Write the data out verbatim.
▬▬▬
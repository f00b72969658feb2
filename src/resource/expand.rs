//! Cross-resource expansion.
//!
//! Downstream records reference each other by URI-valued fields. Given a
//! page of records and a spec of which fields to follow, [`expand`]
//! replaces each named URI in place with the fetched record, recursing
//! into nested specs. Expansion is driven entirely by the spec: no field
//! is followed unless named, and every resolved field costs one GET even
//! when two records reference the same URI.

use std::future::Future;
use std::pin::Pin;

use serde_json::Value;
use tracing::debug;

use crate::error::{GatewayError, Result};
use crate::resource::ResourceService;

/// Which URI-valued fields to expand, and how deep.
///
/// Fields are followed in the order they were added. A nested spec is
/// applied to the fetched record before it replaces the URI.
///
/// # Examples
///
/// ```
/// use payfront::resource::ExpansionSpec;
///
/// let spec = ExpansionSpec::new()
///     .field("paymethod")
///     .nested("transaction", ExpansionSpec::new().field("seller_product"));
/// ```
#[derive(Debug, Clone, Default)]
pub struct ExpansionSpec {
    fields: Vec<(String, Option<ExpansionSpec>)>,
}

impl ExpansionSpec {
    /// Creates an empty spec.
    #[must_use]
    pub fn new() -> Self {
        Self::default()
    }

    /// Adds a field to expand one level.
    #[must_use]
    pub fn field(mut self, name: impl Into<String>) -> Self {
        self.fields.push((name.into(), None));
        self
    }

    /// Adds a field whose fetched record is itself expanded by `spec`.
    #[must_use]
    pub fn nested(mut self, name: impl Into<String>, spec: ExpansionSpec) -> Self {
        self.fields.push((name.into(), Some(spec)));
        self
    }

    /// The fields in order, with their nested specs.
    #[must_use]
    pub fn entries(&self) -> &[(String, Option<ExpansionSpec>)] {
        &self.fields
    }
}

/// Expands URI-valued fields of every record in `records`, in place.
///
/// Records missing a named field, or holding a non-string value there,
/// are skipped for that field.
///
/// # Errors
///
/// Returns [`GatewayError::ExpansionInput`] if `records` is not an array
/// of objects, and propagates any downstream failure, including
/// [`GatewayError::NotFound`] for dangling references.
pub async fn expand<S: ResourceService>(
    service: &S,
    records: &mut Value,
    spec: &ExpansionSpec,
) -> Result<()> {
    let Value::Array(records) = records else {
        return Err(GatewayError::ExpansionInput(
            "expected an array of records".to_owned(),
        ));
    };
    for record in records {
        expand_record(service, record, spec).await?;
    }
    Ok(())
}

fn expand_record<'a, S: ResourceService>(
    service: &'a S,
    record: &'a mut Value,
    spec: &'a ExpansionSpec,
) -> Pin<Box<dyn Future<Output = Result<()>> + Send + 'a>> {
    Box::pin(async move {
        let Some(map) = record.as_object_mut() else {
            return Err(GatewayError::ExpansionInput(
                "expected record objects".to_owned(),
            ));
        };
        for (field, nested) in spec.entries() {
            let Some(uri) = map.get(field).and_then(Value::as_str).map(str::to_owned) else {
                continue;
            };
            debug!(%field, %uri, "expanding");
            let mut fetched = service.get_by_uri(&uri).await?;
            if let Some(nested) = nested {
                expand_record(service, &mut fetched, nested).await?;
            }
            map.insert(field.to_owned(), fetched);
        }
        Ok(())
    })
}
//! Downstream service configuration.
//!
//! The resource service client is constructed exactly once at startup from a
//! [`ServiceConfig`] and passed by reference to everything that needs it.
//! There is no process-wide client factory.

use std::time::Duration;

use serde::Deserialize;
use url::Url;

use crate::error::{GatewayError, Result};

/// Configuration for the downstream resource service connection.
///
/// # Examples
///
/// ```
/// use payfront::config::ServiceConfig;
///
/// let config = ServiceConfig::from_toml(
///     r#"
///     base_url = "https://resources.internal/api/"
///     key = "front-door"
///     secret = "s3cret"
///     "#,
/// )
/// .unwrap();
///
/// assert_eq!(config.timeout_secs, 30); // default
/// assert!(config.validate().is_ok());
/// ```
#[derive(Debug, Clone, Deserialize)]
pub struct ServiceConfig {
    /// Base URL of the downstream resource service.
    pub base_url: String,

    /// Credential key presented on every downstream call.
    pub key: String,

    /// Credential secret presented on every downstream call.
    pub secret: String,

    /// Maximum idle connections per host.
    #[serde(default = "default_pool_max_idle")]
    pub pool_max_idle_per_host: usize,

    /// Request timeout in seconds.
    #[serde(default = "default_timeout_secs")]
    pub timeout_secs: u64,

    /// Connection timeout in seconds.
    #[serde(default = "default_connect_timeout_secs")]
    pub connect_timeout_secs: u64,
}

impl ServiceConfig {
    /// Creates a configuration with default pool and timeout settings.
    pub fn new(
        base_url: impl Into<String>,
        key: impl Into<String>,
        secret: impl Into<String>,
    ) -> Self {
        Self {
            base_url: base_url.into(),
            key: key.into(),
            secret: secret.into(),
            pool_max_idle_per_host: default_pool_max_idle(),
            timeout_secs: default_timeout_secs(),
            connect_timeout_secs: default_connect_timeout_secs(),
        }
    }

    /// Parses a configuration from TOML.
    ///
    /// # Errors
    ///
    /// Returns [`GatewayError::ConfigError`] if the TOML is malformed or
    /// required fields are missing.
    pub fn from_toml(source: &str) -> Result<Self> {
        toml::from_str(source).map_err(|e| GatewayError::ConfigError(e.to_string()))
    }

    /// Validates configuration values are within acceptable bounds.
    ///
    /// # Errors
    ///
    /// Returns [`GatewayError::ConfigError`] if:
    /// - `base_url` is not a valid http(s) URL
    /// - `key` is empty
    /// - `timeout_secs` is outside 1-300
    /// - `connect_timeout_secs` is outside 1-60
    pub fn validate(&self) -> Result<()> {
        let url = Url::parse(&self.base_url)
            .map_err(|e| GatewayError::ConfigError(format!("invalid base_url: {e}")))?;
        if url.scheme() != "https" && url.scheme() != "http" {
            return Err(GatewayError::ConfigError(
                "base_url must use an http or https scheme".to_owned(),
            ));
        }
        if self.key.is_empty() {
            return Err(GatewayError::ConfigError("key must not be empty".to_owned()));
        }
        if self.timeout_secs == 0 || self.timeout_secs > 300 {
            return Err(GatewayError::ConfigError(
                "timeout_secs must be between 1 and 300".to_owned(),
            ));
        }
        if self.connect_timeout_secs == 0 || self.connect_timeout_secs > 60 {
            return Err(GatewayError::ConfigError(
                "connect_timeout_secs must be between 1 and 60".to_owned(),
            ));
        }
        Ok(())
    }

    /// Returns the request timeout as a [`Duration`].
    #[must_use]
    pub fn timeout(&self) -> Duration {
        Duration::from_secs(self.timeout_secs)
    }

    /// Returns the connect timeout as a [`Duration`].
    #[must_use]
    pub fn connect_timeout(&self) -> Duration {
        Duration::from_secs(self.connect_timeout_secs)
    }
}

fn default_pool_max_idle() -> usize {
    10
}

fn default_timeout_secs() -> u64 {
    30
}

fn default_connect_timeout_secs() -> u64 {
    10
}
▬▬▬
> [SOLUTION TO THIS PROBLEM]:
repository f00b72969658feb2
filename src/resource/expand.rs
//! Cross-resource expansion.
//!
//! Downstream records reference each other by URI-valued fields. Given a
//! page of records and a spec of which fields to follow, [`expand`]
//! replaces each named URI in place with the fetched record, recursing
//! into nested specs. Expansion is driven entirely by the spec: no field
//! is followed unless named, and every resolved field costs one GET even
//! when two records reference the same URI.

use std::future::Future;
use std::pin::Pin;

use serde_json::Value;
use tracing::debug;

use crate::error::{GatewayError, Result};
use crate::resource::ResourceService;

/// Which URI-valued fields to expand, and how deep.
///
/// Fields are followed in the order they were added. A nested spec is
/// applied to the fetched record before it replaces the URI.
///
/// # Examples
///
/// ```
/// use payfront::resource::ExpansionSpec;
///
/// let spec = ExpansionSpec::new()
///     .field("paymethod")
///     .nested("transaction", ExpansionSpec::new().field("seller_product"));
/// ```
#[derive(Debug, Clone, Default)]
pub struct ExpansionSpec {
    fields: Vec<(String, Option<ExpansionSpec>)>,
}

impl ExpansionSpec {
    /// Creates an empty spec.
    #[must_use]
    pub fn new() -> Self {
        Self::default()
    }

    /// Adds a field to expand one level.
    #[must_use]
    pub fn field(mut self, name: impl Into<String>) -> Self {
        self.fields.push((name.into(), None));
        self
    }

    /// Adds a field whose fetched record is itself expanded by `spec`.
    #[must_use]
    pub fn nested(mut self, name: impl Into<String>, spec: ExpansionSpec) -> Self {
        self.fields.push((name.into(), Some(spec)));
        self
    }

    /// The fields in order, with their nested specs.
    #[must_use]
    pub fn entries(&self) -> &[(String, Option<ExpansionSpec>)] {
        &self.fields
    }
}

/// Expands URI-valued fields of every record in `records`, in place.
///
/// Records missing a named field, or holding a non-string value there,
/// are skipped for that field.
///
/// # Errors
///
/// Returns [`GatewayError::ExpansionInput`] if `records` is not an array
/// of objects, and propagates any downstream failure, including
/// [`GatewayError::NotFound`] for dangling references.
pub async fn expand<S: ResourceService>(
    service: &S,
    records: &mut Value,
    spec: &ExpansionSpec,
) -> Result<()> {
    let Value::Array(records) = records else {
        return Err(GatewayError::ExpansionInput(
            "expected an array of records".to_owned(),
        ));
    };
    for record in records {
        expand_record(service, record, spec).await?;
    }
    Ok(())
}

fn expand_record<'a, S: ResourceService>(
    service: &'a S,
    record: &'a mut Value,
    spec: &'a ExpansionSpec,
) -> Pin<Box<dyn Future<Output = Result<()>> + Send + 'a>> {
    Box::pin(async move {
        let Some(map) = record.as_object_mut() else {
            return Err(GatewayError::ExpansionInput(
                "expected record objects".to_owned(),
            ));
        };
        for (field, nested) in spec.entries() {
            let Some(uri) = map.get(field).and_then(Value::as_str).map(str::to_owned) else {
                continue;
            };
            debug!(%field, %uri, "expanding");
            let mut fetched = service.get_by_uri(&uri).await?;
            if let Some(nested) = nested {
                expand_record(service, &mut fetched, nested).await?;
            }
            map.insert(field.to_owned(), fetched);
        }
        Ok(())
    })
}
//! Downstream service configuration.
//!
//! The resource service client is constructed exactly once at startup from a
//! [`ServiceConfig`] and passed by reference to everything that needs it.
//! There is no process-wide client factory.

use std::time::Duration;

use serde::Deserialize;
use url::Url;

use crate::error::{GatewayError, Result};

/// Configuration for the downstream resource service connection.
///
/// # Examples
///
/// ```
/// use payfront::config::ServiceConfig;
///
/// let config = ServiceConfig::from_toml(
///     r#"
///     base_url = "https://resources.internal/api/"
///     key = "front-door"
///     secret = "s3cret"
///     "#,
/// )
/// .unwrap();
///
/// assert_eq!(config.timeout_secs, 30); // default
/// assert!(config.validate().is_ok());
/// ```
#[derive(Debug, Clone, Deserialize)]
pub struct ServiceConfig {
    /// Base URL of the downstream resource service.
    pub base_url: String,

    /// Credential key presented on every downstream call.
    pub key: String,

    /// Credential secret presented on every downstream call.
    pub secret: String,

    /// Maximum idle connections per host.
    #[serde(default = "default_pool_max_idle")]
    pub pool_max_idle_per_host: usize,

    /// Request timeout in seconds.
    #[serde(default = "default_timeout_secs")]
    pub timeout_secs: u64,

    /// Connection timeout in seconds.
    #[serde(default = "default_connect_timeout_secs")]
    pub connect_timeout_secs: u64,
}

impl ServiceConfig {
    /// Creates a configuration with default pool and timeout settings.
    pub fn new(
        base_url: impl Into<String>,
        key: impl Into<String>,
        secret: impl Into<String>,
    ) -> Self {
        Self {
            base_url: base_url.into(),
            key: key.into(),
            secret: secret.into(),
            pool_max_idle_per_host: default_pool_max_idle(),
            timeout_secs: default_timeout_secs(),
            connect_timeout_secs: default_connect_timeout_secs(),
        }
    }

    /// Parses a configuration from TOML.
    ///
    /// # Errors
    ///
    /// Returns [`GatewayError::ConfigError`] if the TOML is malformed or
    /// required fields are missing.
    pub fn from_toml(source: &str) -> Result<Self> {
        toml::from_str(source).map_err(|e| GatewayError::ConfigError(e.to_string()))
    }

    /// Validates configuration values are within acceptable bounds.
    ///
    /// # Errors
    ///
    /// Returns [`GatewayError::ConfigError`] if:
    /// - `base_url` is not a valid http(s) URL
    /// - `key` is empty
    /// - `timeout_secs` is outside 1-300
    /// - `connect_timeout_secs` is outside 1-60
    pub fn validate(&self) -> Result<()> {
        let url = Url::parse(&self.base_url)
            .map_err(|e| GatewayError::ConfigError(format!("invalid base_url: {e}")))?;
        if url.scheme() != "https" && url.scheme() != "http" {
            return Err(GatewayError::ConfigError(
                "base_url must use an http or https scheme".to_owned(),
            ));
        }
        if self.key.is_empty() {
            return Err(GatewayError::ConfigError("key must not be empty".to_owned()));
        }
        if self.timeout_secs == 0 || self.timeout_secs > 300 {
            return Err(GatewayError::ConfigError(
                "timeout_secs must be between 1 and 300".to_owned(),
            ));
        }
        if self.connect_timeout_secs == 0 || self.connect_timeout_secs > 60 {
            return Err(GatewayError::ConfigError(
                "connect_timeout_secs must be between 1 and 60".to_owned(),
            ));
        }
        Ok(())
    }

    /// Returns the request timeout as a [`Duration`].
    #[must_use]
    pub fn timeout(&self) -> Duration {
        Duration::from_secs(self.timeout_secs)
    }

    /// Returns the connect timeout as a [`Duration`].
    #[must_use]
    pub fn connect_timeout(&self) -> Duration {
        Duration::from_secs(self.connect_timeout_secs)
    }
}

fn default_pool_max_idle() -> usize {
    10
}

fn default_timeout_secs() -> u64 {
    30
}

fn default_connect_timeout_secs() -> u64 {
    10
}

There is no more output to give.